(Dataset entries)
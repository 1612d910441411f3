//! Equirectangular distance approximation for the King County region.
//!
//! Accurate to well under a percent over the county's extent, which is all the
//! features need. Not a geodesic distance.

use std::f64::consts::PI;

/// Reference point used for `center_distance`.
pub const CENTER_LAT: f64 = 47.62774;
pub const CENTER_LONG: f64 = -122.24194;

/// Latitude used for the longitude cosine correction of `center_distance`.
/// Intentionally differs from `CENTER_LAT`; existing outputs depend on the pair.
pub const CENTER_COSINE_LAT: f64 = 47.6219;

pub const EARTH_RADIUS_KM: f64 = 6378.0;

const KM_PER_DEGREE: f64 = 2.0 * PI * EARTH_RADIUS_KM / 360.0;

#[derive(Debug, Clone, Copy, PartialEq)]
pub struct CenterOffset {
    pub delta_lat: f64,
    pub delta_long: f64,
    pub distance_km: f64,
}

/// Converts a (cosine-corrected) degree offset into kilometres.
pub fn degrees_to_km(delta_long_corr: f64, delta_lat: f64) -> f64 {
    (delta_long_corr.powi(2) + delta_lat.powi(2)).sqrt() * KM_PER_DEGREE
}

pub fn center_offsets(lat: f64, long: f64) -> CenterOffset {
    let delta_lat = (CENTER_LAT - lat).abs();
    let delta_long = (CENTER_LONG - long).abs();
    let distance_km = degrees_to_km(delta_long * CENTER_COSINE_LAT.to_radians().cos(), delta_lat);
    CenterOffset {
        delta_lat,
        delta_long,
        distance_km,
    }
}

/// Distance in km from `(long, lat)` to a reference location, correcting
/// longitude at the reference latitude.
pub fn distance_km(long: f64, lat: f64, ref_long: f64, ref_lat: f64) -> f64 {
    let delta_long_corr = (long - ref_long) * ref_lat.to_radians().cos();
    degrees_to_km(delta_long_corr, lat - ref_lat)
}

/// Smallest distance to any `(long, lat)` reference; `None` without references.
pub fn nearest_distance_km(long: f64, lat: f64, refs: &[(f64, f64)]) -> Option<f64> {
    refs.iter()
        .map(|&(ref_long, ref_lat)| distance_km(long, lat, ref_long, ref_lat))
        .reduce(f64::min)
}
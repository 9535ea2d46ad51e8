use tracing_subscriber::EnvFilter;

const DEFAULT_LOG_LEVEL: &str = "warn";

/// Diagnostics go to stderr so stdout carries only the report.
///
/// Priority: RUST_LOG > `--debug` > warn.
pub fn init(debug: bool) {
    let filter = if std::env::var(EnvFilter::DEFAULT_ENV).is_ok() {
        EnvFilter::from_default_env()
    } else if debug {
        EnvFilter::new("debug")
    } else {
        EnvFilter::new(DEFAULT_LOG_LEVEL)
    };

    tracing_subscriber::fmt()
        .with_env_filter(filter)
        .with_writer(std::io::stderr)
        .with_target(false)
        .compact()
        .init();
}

Instructions for the task — Return only the exact lines from the opening of the records through the line that contains "#[derive(Debug, Clone, Copy, PartialEq)]", both included.

Response area —
repository 1612d910441411f3
//! Equirectangular distance approximation for the King County region.
//!
//! Accurate to well under a percent over the county's extent, which is all the
//! features need. Not a geodesic distance.

use std::f64::consts::PI;

/// Reference point used for `center_distance`.
pub const CENTER_LAT: f64 = 47.62774;
pub const CENTER_LONG: f64 = -122.24194;

/// Latitude used for the longitude cosine correction of `center_distance`.
/// Intentionally differs from `CENTER_LAT`; existing outputs depend on the pair.
pub const CENTER_COSINE_LAT: f64 = 47.6219;

pub const EARTH_RADIUS_KM: f64 = 6378.0;

const KM_PER_DEGREE: f64 = 2.0 * PI * EARTH_RADIUS_KM / 360.0;

#[derive(Debug, Clone, Copy, PartialEq)]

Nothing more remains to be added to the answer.